Collected data entries.
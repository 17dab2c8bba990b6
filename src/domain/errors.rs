//! Domain error types
//!
//! This module defines the error hierarchy for Aegis. All errors are
//! domain-specific and don't expose third-party types. Scanner, redactor,
//! and decision errors are local failures returned to the immediate caller;
//! gate transition failures never leave a gate half-updated.

use thiserror::Error;

use crate::gate::GateStatus;

/// Main Aegis error type
///
/// This is the primary error type used throughout the engine.
/// It wraps subsystem-specific error types and provides context for
/// error handling.
#[derive(Debug, Error)]
pub enum AegisError {
    /// Configuration-related errors
    #[error("Configuration error: {0}")]
    Configuration(String),

    /// Scanner input errors
    #[error("Scan error: {0}")]
    Scan(#[from] ScanError),

    /// Gate state machine errors
    #[error("Gate error: {0}")]
    Gate(#[from] GateError),

    /// Audit sink errors
    #[error("Audit error: {0}")]
    Audit(#[from] AuditError),

    /// I/O errors
    #[error("I/O error: {0}")]
    Io(String),
}

/// Scanner input errors
///
/// A scan is all-or-nothing: any of these means no `ScanResult` was produced
/// and nothing was recorded.
#[derive(Debug, Error, PartialEq, Eq)]
pub enum ScanError {
    /// Input exceeds the configured byte limit
    #[error("input too large: {len} bytes exceeds limit of {max}")]
    InputTooLarge { len: usize, max: usize },

    /// Input is not valid UTF-8
    #[error("input is not valid UTF-8")]
    InvalidEncoding,
}

/// Gate state machine errors
///
/// `ApprovalDenied` and an expired override are normal workflow outcomes,
/// not corruption: the gate stays in `Fail` and the audit trail records what
/// happened.
#[derive(Debug, Error)]
pub enum GateError {
    /// Override justification failed validation; no state change occurred
    #[error("validation failed: {0}")]
    ValidationFailed(String),

    /// Another caller is concurrently transitioning the same gate
    #[error("gate transition conflict for stage '{stage}' session '{session}': {detail}")]
    TransitionConflict {
        stage: String,
        session: String,
        detail: String,
    },

    /// The requested action is not valid from the current status
    #[error("invalid transition: cannot {action} from {from:?}")]
    InvalidTransition {
        from: GateStatus,
        action: &'static str,
    },

    /// The external approver declined the override; gate remains failed
    #[error("override denied: {reason}")]
    ApprovalDenied { reason: String },

    /// The external approver could not be reached or errored out
    #[error("approver unavailable: {0}")]
    ApproverUnavailable(String),

    /// A pending gate check was cancelled by the caller
    #[error("gate check cancelled")]
    Cancelled,

    /// A pending gate check hit its safety-net timeout
    #[error("gate check timed out")]
    Timeout,
}

/// Audit sink errors
///
/// Emission is synchronous and precedes transition completion; a failed write
/// aborts the transition.
#[derive(Debug, Error)]
pub enum AuditError {
    /// The sink could not persist the entry
    #[error("failed to write audit entry: {0}")]
    WriteFailed(String),

    /// The entry could not be serialized
    #[error("failed to serialize audit entry: {0}")]
    SerializationFailed(String),
}

// Conversion from std::io::Error
impl From<std::io::Error> for AegisError {
    fn from(err: std::io::Error) -> Self {
        AegisError::Io(err.to_string())
    }
}

// Conversion from toml parse errors
impl From<toml::de::Error> for AegisError {
    fn from(err: toml::de::Error) -> Self {
        AegisError::Configuration(format!("TOML parse error: {err}"))
    }
}

#[cfg(test)]
mod tests {
    use super::*;

    #[test]
    fn test_aegis_error_display() {
        let err = AegisError::Configuration("Invalid config".to_string());
        assert_eq!(err.to_string(), "Configuration error: Invalid config");
    }

    #[test]
    fn test_scan_error_conversion() {
        let scan_err = ScanError::InputTooLarge {
            len: 2048,
            max: 1024,
        };
        let err: AegisError = scan_err.into();
        assert!(matches!(err, AegisError::Scan(_)));
        assert!(err.to_string().contains("2048"));
    }

    #[test]
    fn test_gate_error_conversion() {
        let gate_err = GateError::ValidationFailed("justification too short".to_string());
        let err: AegisError = gate_err.into();
        assert!(matches!(err, AegisError::Gate(_)));
    }

    #[test]
    fn test_audit_error_conversion() {
        let audit_err = AuditError::WriteFailed("disk full".to_string());
        let err: AegisError = audit_err.into();
        assert!(matches!(err, AegisError::Audit(_)));
    }

    #[test]
    fn test_io_error_conversion() {
        let io_err = std::io::Error::new(std::io::ErrorKind::NotFound, "File not found");
        let err: AegisError = io_err.into();
        assert!(matches!(err, AegisError::Io(_)));
    }

    #[test]
    fn test_invalid_transition_display() {
        let err = GateError::InvalidTransition {
            from: GateStatus::Unchecked,
            action: "quarantine",
        };
        assert!(err.to_string().contains("quarantine"));
        assert!(err.to_string().contains("Unchecked"));
    }

    #[test]
    fn test_errors_implement_std_error() {
        let err = AegisError::Configuration("test".to_string());
        let _: &dyn std::error::Error = &err;
        let scan = ScanError::InvalidEncoding;
        let _: &dyn std::error::Error = &scan;
    }
}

EXERCISE.
Going through the data above, return each line with the word "ScanError".

RESPONSE FOR THIS EXERCISE.
    Scan(#[from] ScanError),
pub enum ScanError {
        let scan_err = ScanError::InputTooLarge {
        let scan = ScanError::InvalidEncoding;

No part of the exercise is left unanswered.